*** Provided data Section Begins ***
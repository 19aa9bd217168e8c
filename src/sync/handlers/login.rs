//! HTTP handler for `POST /player/login`.

use axum::Json;
use chrono::{Duration, Utc};
use itertools::Itertools;

use crate::auth::Tenant;
use crate::players::store::LoginRecord;
use crate::punishments::engine;
use crate::sync::selection::{self, KICK_LOGIN_WINDOW_MS};
use crate::sync::{LoginRequest, LoginResponse};
use crate::{Result, State};

/// Record a player login and fetch everything the game server must enforce for them.
///
/// Never starts punishments; starting only happens through acknowledgement. Account linking
/// runs in the background afterwards and never delays this response.
#[tracing::instrument(skip(state, tenant, login), fields(server = %tenant.server_name, player = %login.minecraft_uuid))]
#[utoipa::path(
  post,
  path = "/player/login",
  tag = "Sync",
  security(("API Key" = [])),
  request_body = LoginRequest,
  responses(
    (status = 200, body = LoginResponse),
    (status = 401, description = "missing or invalid API key"),
    (status = 503, description = "tenant datastore unavailable"),
  ),
)]
pub async fn login(
	state: State,
	tenant: Tenant,
	Json(login): Json<LoginRequest>,
) -> Result<Json<LoginResponse>> {
	let now = Utc::now();

	// The game server may pass IP info along; otherwise ask the lookup service. A failed
	// lookup records the address with unknown fields.
	let ip_info = match login.ip_info {
		Some(info) => info,
		None => state.ip_info.lookup(&login.ip_address).await,
	};

	let record = LoginRecord {
		minecraft_uuid: login.minecraft_uuid,
		username: login.username.clone(),
		ip_address: login.ip_address.clone(),
		ip_info,
		skin_hash: login.skin_hash.clone(),
		server_name: login
			.server_name
			.clone()
			.unwrap_or_else(|| tenant.server_name.clone()),
	};

	let outcome = tenant.db.upsert_on_login(&record, now).await?;
	let mut player = outcome.player;

	let registry = state
		.punishment_types
		.get(&tenant.server_name, &tenant.db)
		.await;

	// Identity changes void "permanent until username/skin change" punishments. A failure
	// here must not block the login.
	if outcome.username_changed || outcome.skin_changed {
		match engine::auto_unban_on_login(
			&tenant.db,
			&registry,
			login.minecraft_uuid,
			outcome.username_changed,
			outcome.skin_changed,
			now,
		)
		.await
		{
			Ok(voided) if !voided.is_empty() => {
				if let Some(fresh) = tenant.db.get_player(login.minecraft_uuid).await? {
					player = fresh;
				}
			}
			Ok(_) => {}
			Err(error) => {
				tracing::warn! {
					player = %login.minecraft_uuid,
					%error,
					"auto-unban failed during login",
				};
			}
		}
	}

	if outcome.new_ip {
		state.linker.schedule(&tenant.server_name, login.minecraft_uuid);
	}

	let kicks_since = now - Duration::milliseconds(KICK_LOGIN_WINDOW_MS);

	let active_punishments = selection::select_punishments(&player, &registry, kicks_since, now)
		.into_iter()
		.map(|punishment| selection::to_wire(punishment, &registry, now))
		.collect_vec();

	let pending_notifications = tenant
		.db
		.update_player(login.minecraft_uuid, |player| Ok(player.drain_notifications()))
		.await?;

	Ok(Json(LoginResponse {
		status: 200,
		active_punishments,
		pending_notifications,
	}))
}
//! Canonicalisation of legacy document shapes.
//!
//! Older documents persisted their `data` fields as entry lists (`[["key", value], …]`) instead
//! of plain objects. Reads must tolerate both shapes; writes always produce objects. The
//! conversion happens once, on the raw JSON value, before a document is deserialized into its
//! typed form.

use serde_json::{Map, Value};

/// Recursively rewrites every `data` field that is stored as an entry list into a plain object.
pub(crate) fn canonicalize_data_maps(value: &mut Value) {
	match value {
		Value::Object(map) => {
			for (key, field) in map.iter_mut() {
				if key == "data" {
					if let Some(object) = entries_to_object(field) {
						*field = object;
					}
				}

				canonicalize_data_maps(field);
			}
		}
		Value::Array(items) => {
			for item in items.iter_mut() {
				canonicalize_data_maps(item);
			}
		}
		_ => {}
	}
}

/// Converts an entry list (`[["key", value], …]`) into an object.
///
/// Returns `None` if `value` is not an entry list. An empty array counts as an empty map, since
/// a `data` field is never a legitimate plain list.
fn entries_to_object(value: &Value) -> Option<Value> {
	let Value::Array(items) = value else {
		return None;
	};

	let mut object = Map::with_capacity(items.len());

	for item in items {
		let Value::Array(pair) = item else {
			return None;
		};

		let [Value::String(key), entry] = pair.as_slice() else {
			return None;
		};

		object.insert(key.clone(), entry.clone());
	}

	Some(Value::Object(object))
}

#[cfg(test)]
mod tests {
	use serde_json::json;

	use super::canonicalize_data_maps;

	#[test]
	fn entry_lists_become_objects() {
		let mut doc = json!({
			"punishments": [{
				"id": "ABCD1234",
				"data": [["duration", 3600000], ["active", true]],
			}],
			"data": [["isOnline", false]],
		});

		canonicalize_data_maps(&mut doc);

		assert_eq!(
			doc,
			json!({
				"punishments": [{
					"id": "ABCD1234",
					"data": { "duration": 3600000, "active": true },
				}],
				"data": { "isOnline": false },
			})
		);
	}

	#[test]
	fn object_shaped_data_is_untouched() {
		let mut doc = json!({ "data": { "isOnline": true } });
		let expected = doc.clone();

		canonicalize_data_maps(&mut doc);

		assert_eq!(doc, expected);
	}

	#[test]
	fn empty_entry_lists_become_empty_objects() {
		let mut doc = json!({ "data": [] });

		canonicalize_data_maps(&mut doc);

		assert_eq!(doc, json!({ "data": {} }));
	}

	#[test]
	fn legitimate_lists_outside_data_fields_survive() {
		let mut doc = json!({ "attachments": [["https://cdn/evidence.png", "image"]] });
		let expected = doc.clone();

		canonicalize_data_maps(&mut doc);

		assert_eq!(doc, expected);
	}
}
//! HTTP handlers for the punishment type catalogue.

use axum::Json;
use itertools::Itertools;

use crate::auth::Tenant;
use crate::settings::PunishmentTypeConfig;
use crate::{Result, State};

/// Fetch the tenant-defined (non-manual) punishment types.
#[tracing::instrument(skip(state, tenant), fields(server = %tenant.server_name))]
#[utoipa::path(
  get,
  path = "/punishment-types",
  tag = "Punishments",
  security(("API Key" = [])),
  responses(
    (status = 200, body = Vec<PunishmentTypeConfig>),
    (status = 401, description = "missing or invalid API key"),
  ),
)]
pub async fn punishment_types(
	state: State,
	tenant: Tenant,
) -> Result<Json<Vec<PunishmentTypeConfig>>> {
	let registry = state
		.punishment_types
		.get(&tenant.server_name, &tenant.db)
		.await;

	Ok(Json(registry.dynamic_types().cloned().collect_vec()))
}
*** Provided data Section Ends ***
Output the lines above verbatim and in full.

repository 19aa9bd217168e8c
filename src/sync/handlers/login.rs
//! HTTP handler for `POST /player/login`.

use axum::Json;
use chrono::{Duration, Utc};
use itertools::Itertools;

use crate::auth::Tenant;
use crate::players::store::LoginRecord;
use crate::punishments::engine;
use crate::sync::selection::{self, KICK_LOGIN_WINDOW_MS};
use crate::sync::{LoginRequest, LoginResponse};
use crate::{Result, State};

/// Record a player login and fetch everything the game server must enforce for them.
///
/// Never starts punishments; starting only happens through acknowledgement. Account linking
/// runs in the background afterwards and never delays this response.
#[tracing::instrument(skip(state, tenant, login), fields(server = %tenant.server_name, player = %login.minecraft_uuid))]
#[utoipa::path(
  post,
  path = "/player/login",
  tag = "Sync",
  security(("API Key" = [])),
  request_body = LoginRequest,
  responses(
    (status = 200, body = LoginResponse),
    (status = 401, description = "missing or invalid API key"),
    (status = 503, description = "tenant datastore unavailable"),
  ),
)]
pub async fn login(
	state: State,
	tenant: Tenant,
	Json(login): Json<LoginRequest>,
) -> Result<Json<LoginResponse>> {
	let now = Utc::now();

	// The game server may pass IP info along; otherwise ask the lookup service. A failed
	// lookup records the address with unknown fields.
	let ip_info = match login.ip_info {
		Some(info) => info,
		None => state.ip_info.lookup(&login.ip_address).await,
	};

	let record = LoginRecord {
		minecraft_uuid: login.minecraft_uuid,
		username: login.username.clone(),
		ip_address: login.ip_address.clone(),
		ip_info,
		skin_hash: login.skin_hash.clone(),
		server_name: login
			.server_name
			.clone()
			.unwrap_or_else(|| tenant.server_name.clone()),
	};

	let outcome = tenant.db.upsert_on_login(&record, now).await?;
	let mut player = outcome.player;

	let registry = state
		.punishment_types
		.get(&tenant.server_name, &tenant.db)
		.await;

	// Identity changes void "permanent until username/skin change" punishments. A failure
	// here must not block the login.
	if outcome.username_changed || outcome.skin_changed {
		match engine::auto_unban_on_login(
			&tenant.db,
			&registry,
			login.minecraft_uuid,
			outcome.username_changed,
			outcome.skin_changed,
			now,
		)
		.await
		{
			Ok(voided) if !voided.is_empty() => {
				if let Some(fresh) = tenant.db.get_player(login.minecraft_uuid).await? {
					player = fresh;
				}
			}
			Ok(_) => {}
			Err(error) => {
				tracing::warn! {
					player = %login.minecraft_uuid,
					%error,
					"auto-unban failed during login",
				};
			}
		}
	}

	if outcome.new_ip {
		state.linker.schedule(&tenant.server_name, login.minecraft_uuid);
	}

	let kicks_since = now - Duration::milliseconds(KICK_LOGIN_WINDOW_MS);

	let active_punishments = selection::select_punishments(&player, &registry, kicks_since, now)
		.into_iter()
		.map(|punishment| selection::to_wire(punishment, &registry, now))
		.collect_vec();

	let pending_notifications = tenant
		.db
		.update_player(login.minecraft_uuid, |player| Ok(player.drain_notifications()))
		.await?;

	Ok(Json(LoginResponse {
		status: 200,
		active_punishments,
		pending_notifications,
	}))
}
//! Canonicalisation of legacy document shapes.
//!
//! Older documents persisted their `data` fields as entry lists (`[["key", value], …]`) instead
//! of plain objects. Reads must tolerate both shapes; writes always produce objects. The
//! conversion happens once, on the raw JSON value, before a document is deserialized into its
//! typed form.

use serde_json::{Map, Value};

/// Recursively rewrites every `data` field that is stored as an entry list into a plain object.
pub(crate) fn canonicalize_data_maps(value: &mut Value) {
	match value {
		Value::Object(map) => {
			for (key, field) in map.iter_mut() {
				if key == "data" {
					if let Some(object) = entries_to_object(field) {
						*field = object;
					}
				}

				canonicalize_data_maps(field);
			}
		}
		Value::Array(items) => {
			for item in items.iter_mut() {
				canonicalize_data_maps(item);
			}
		}
		_ => {}
	}
}

/// Converts an entry list (`[["key", value], …]`) into an object.
///
/// Returns `None` if `value` is not an entry list. An empty array counts as an empty map, since
/// a `data` field is never a legitimate plain list.
fn entries_to_object(value: &Value) -> Option<Value> {
	let Value::Array(items) = value else {
		return None;
	};

	let mut object = Map::with_capacity(items.len());

	for item in items {
		let Value::Array(pair) = item else {
			return None;
		};

		let [Value::String(key), entry] = pair.as_slice() else {
			return None;
		};

		object.insert(key.clone(), entry.clone());
	}

	Some(Value::Object(object))
}

#[cfg(test)]
mod tests {
	use serde_json::json;

	use super::canonicalize_data_maps;

	#[test]
	fn entry_lists_become_objects() {
		let mut doc = json!({
			"punishments": [{
				"id": "ABCD1234",
				"data": [["duration", 3600000], ["active", true]],
			}],
			"data": [["isOnline", false]],
		});

		canonicalize_data_maps(&mut doc);

		assert_eq!(
			doc,
			json!({
				"punishments": [{
					"id": "ABCD1234",
					"data": { "duration": 3600000, "active": true },
				}],
				"data": { "isOnline": false },
			})
		);
	}

	#[test]
	fn object_shaped_data_is_untouched() {
		let mut doc = json!({ "data": { "isOnline": true } });
		let expected = doc.clone();

		canonicalize_data_maps(&mut doc);

		assert_eq!(doc, expected);
	}

	#[test]
	fn empty_entry_lists_become_empty_objects() {
		let mut doc = json!({ "data": [] });

		canonicalize_data_maps(&mut doc);

		assert_eq!(doc, json!({ "data": {} }));
	}

	#[test]
	fn legitimate_lists_outside_data_fields_survive() {
		let mut doc = json!({ "attachments": [["https://cdn/evidence.png", "image"]] });
		let expected = doc.clone();

		canonicalize_data_maps(&mut doc);

		assert_eq!(doc, expected);
	}
}
//! HTTP handlers for the punishment type catalogue.

use axum::Json;
use itertools::Itertools;

use crate::auth::Tenant;
use crate::settings::PunishmentTypeConfig;
use crate::{Result, State};

/// Fetch the tenant-defined (non-manual) punishment types.
#[tracing::instrument(skip(state, tenant), fields(server = %tenant.server_name))]
#[utoipa::path(
  get,
  path = "/punishment-types",
  tag = "Punishments",
  security(("API Key" = [])),
  responses(
    (status = 200, body = Vec<PunishmentTypeConfig>),
    (status = 401, description = "missing or invalid API key"),
  ),
)]
pub async fn punishment_types(
	state: State,
	tenant: Tenant,
) -> Result<Json<Vec<PunishmentTypeConfig>>> {
	let registry = state
		.punishment_types
		.get(&tenant.server_name, &tenant.db)
		.await;

	Ok(Json(registry.dynamic_types().cloned().collect_vec()))
}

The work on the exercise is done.